Dataset entries
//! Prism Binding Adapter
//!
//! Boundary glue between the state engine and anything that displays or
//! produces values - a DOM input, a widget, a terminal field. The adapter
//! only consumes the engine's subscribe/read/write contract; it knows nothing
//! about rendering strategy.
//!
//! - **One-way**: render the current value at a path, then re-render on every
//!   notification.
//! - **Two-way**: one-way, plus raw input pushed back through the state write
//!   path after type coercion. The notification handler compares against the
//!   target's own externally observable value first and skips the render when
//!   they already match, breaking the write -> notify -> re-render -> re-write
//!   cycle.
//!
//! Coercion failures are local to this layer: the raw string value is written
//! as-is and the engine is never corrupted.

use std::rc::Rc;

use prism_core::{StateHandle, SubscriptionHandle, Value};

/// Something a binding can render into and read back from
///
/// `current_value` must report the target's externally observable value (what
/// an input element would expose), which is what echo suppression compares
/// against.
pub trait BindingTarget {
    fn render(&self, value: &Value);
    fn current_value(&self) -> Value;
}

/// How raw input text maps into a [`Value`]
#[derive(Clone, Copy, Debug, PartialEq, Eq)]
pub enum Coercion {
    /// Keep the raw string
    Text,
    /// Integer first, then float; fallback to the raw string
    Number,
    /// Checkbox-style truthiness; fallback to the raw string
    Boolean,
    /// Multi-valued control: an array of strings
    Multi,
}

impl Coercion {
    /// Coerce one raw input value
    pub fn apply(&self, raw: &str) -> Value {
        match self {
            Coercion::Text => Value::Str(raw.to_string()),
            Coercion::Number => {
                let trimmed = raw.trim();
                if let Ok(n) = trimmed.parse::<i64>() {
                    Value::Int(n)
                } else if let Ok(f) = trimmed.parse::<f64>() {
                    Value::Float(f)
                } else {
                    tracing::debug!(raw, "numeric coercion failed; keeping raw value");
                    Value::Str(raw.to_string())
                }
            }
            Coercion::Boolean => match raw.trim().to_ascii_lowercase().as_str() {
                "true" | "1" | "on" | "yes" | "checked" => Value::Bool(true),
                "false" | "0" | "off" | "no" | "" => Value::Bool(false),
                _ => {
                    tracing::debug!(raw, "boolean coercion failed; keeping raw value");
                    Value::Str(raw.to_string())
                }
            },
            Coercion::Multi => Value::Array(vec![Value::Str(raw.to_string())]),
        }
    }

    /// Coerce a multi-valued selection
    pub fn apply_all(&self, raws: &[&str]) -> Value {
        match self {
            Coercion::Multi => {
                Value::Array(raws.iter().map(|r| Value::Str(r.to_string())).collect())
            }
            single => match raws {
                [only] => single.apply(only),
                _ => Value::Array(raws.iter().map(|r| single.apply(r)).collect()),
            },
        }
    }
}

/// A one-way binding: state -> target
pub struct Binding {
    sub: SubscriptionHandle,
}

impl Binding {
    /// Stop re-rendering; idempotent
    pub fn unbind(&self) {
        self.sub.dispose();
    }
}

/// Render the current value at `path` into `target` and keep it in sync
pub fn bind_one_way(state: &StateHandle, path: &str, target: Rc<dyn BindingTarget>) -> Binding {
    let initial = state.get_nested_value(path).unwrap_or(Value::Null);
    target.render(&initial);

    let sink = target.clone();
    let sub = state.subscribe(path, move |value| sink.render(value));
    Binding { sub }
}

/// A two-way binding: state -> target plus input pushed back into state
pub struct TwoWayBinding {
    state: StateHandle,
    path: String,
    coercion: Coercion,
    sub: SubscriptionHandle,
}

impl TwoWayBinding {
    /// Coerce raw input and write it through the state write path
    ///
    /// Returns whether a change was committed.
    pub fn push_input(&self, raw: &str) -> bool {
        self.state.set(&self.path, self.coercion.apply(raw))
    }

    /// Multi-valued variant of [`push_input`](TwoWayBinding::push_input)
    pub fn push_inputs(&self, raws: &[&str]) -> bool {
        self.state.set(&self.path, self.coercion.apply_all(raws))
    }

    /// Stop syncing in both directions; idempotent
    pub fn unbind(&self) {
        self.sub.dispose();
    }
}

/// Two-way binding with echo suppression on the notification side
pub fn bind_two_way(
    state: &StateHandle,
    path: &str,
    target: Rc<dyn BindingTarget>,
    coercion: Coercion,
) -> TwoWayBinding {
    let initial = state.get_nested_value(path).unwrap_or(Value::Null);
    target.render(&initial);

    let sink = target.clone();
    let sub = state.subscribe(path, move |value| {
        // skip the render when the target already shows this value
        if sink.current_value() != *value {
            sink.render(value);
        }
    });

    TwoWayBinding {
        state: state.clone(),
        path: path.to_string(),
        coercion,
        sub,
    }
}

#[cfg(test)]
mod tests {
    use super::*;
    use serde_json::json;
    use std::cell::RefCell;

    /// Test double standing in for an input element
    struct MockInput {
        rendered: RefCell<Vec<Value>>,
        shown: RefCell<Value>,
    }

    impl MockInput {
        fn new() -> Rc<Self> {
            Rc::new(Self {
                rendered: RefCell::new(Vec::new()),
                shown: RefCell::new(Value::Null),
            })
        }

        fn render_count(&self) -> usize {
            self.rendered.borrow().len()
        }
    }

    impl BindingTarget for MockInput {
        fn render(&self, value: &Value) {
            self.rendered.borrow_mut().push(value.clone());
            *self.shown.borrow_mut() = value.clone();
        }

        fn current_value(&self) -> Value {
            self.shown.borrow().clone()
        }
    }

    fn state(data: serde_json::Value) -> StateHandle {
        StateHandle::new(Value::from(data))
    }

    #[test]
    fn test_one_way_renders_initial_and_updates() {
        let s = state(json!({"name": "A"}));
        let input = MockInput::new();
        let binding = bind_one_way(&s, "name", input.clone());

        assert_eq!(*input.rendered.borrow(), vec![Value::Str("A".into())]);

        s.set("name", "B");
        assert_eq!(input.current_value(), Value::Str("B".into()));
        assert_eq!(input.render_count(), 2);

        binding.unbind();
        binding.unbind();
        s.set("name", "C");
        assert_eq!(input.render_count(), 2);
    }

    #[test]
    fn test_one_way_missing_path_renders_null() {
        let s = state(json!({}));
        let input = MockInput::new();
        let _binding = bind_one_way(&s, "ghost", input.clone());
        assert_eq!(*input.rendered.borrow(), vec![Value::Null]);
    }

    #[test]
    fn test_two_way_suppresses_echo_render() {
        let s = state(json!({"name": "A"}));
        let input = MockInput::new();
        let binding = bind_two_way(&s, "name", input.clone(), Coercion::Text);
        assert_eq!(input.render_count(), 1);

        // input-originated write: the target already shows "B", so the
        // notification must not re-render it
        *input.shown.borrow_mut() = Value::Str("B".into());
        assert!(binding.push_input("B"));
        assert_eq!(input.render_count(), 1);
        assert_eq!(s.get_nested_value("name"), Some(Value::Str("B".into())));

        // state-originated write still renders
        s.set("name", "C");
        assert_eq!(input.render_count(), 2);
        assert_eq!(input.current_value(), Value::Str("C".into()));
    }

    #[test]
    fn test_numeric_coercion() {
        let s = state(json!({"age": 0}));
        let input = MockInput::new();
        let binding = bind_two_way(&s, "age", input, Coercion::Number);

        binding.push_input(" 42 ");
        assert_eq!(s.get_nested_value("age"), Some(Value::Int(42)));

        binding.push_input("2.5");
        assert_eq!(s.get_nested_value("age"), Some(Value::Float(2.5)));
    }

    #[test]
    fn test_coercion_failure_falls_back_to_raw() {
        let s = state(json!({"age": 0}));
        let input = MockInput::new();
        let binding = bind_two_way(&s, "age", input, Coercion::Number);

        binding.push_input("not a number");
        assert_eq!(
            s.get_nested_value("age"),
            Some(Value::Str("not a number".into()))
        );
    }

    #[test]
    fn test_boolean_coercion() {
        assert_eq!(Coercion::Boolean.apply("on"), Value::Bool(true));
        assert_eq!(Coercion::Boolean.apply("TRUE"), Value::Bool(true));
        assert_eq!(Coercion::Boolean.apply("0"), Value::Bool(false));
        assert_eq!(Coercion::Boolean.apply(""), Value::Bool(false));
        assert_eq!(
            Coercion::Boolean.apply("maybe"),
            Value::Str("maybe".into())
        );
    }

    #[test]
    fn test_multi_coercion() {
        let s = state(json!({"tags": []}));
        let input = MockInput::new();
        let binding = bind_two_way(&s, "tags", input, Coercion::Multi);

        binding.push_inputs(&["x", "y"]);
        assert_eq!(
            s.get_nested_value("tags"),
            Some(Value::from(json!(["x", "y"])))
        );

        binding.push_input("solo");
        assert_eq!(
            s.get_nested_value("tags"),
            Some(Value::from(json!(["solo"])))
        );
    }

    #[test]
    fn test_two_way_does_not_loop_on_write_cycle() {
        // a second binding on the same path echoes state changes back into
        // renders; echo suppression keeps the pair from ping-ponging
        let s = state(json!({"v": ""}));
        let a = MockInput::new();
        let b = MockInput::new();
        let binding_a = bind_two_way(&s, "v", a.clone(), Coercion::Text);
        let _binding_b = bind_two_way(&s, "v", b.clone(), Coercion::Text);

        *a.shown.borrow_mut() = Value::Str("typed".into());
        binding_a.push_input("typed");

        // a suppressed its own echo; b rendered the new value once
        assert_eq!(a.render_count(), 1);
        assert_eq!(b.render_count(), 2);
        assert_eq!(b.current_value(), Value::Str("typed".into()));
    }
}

◆ Work instruction ◆
Return, in full, every line of these entries that holds "plus".

◆ Output below ◆
//! - **Two-way**: one-way, plus raw input pushed back through the state write
/// A two-way binding: state -> target plus input pushed back into state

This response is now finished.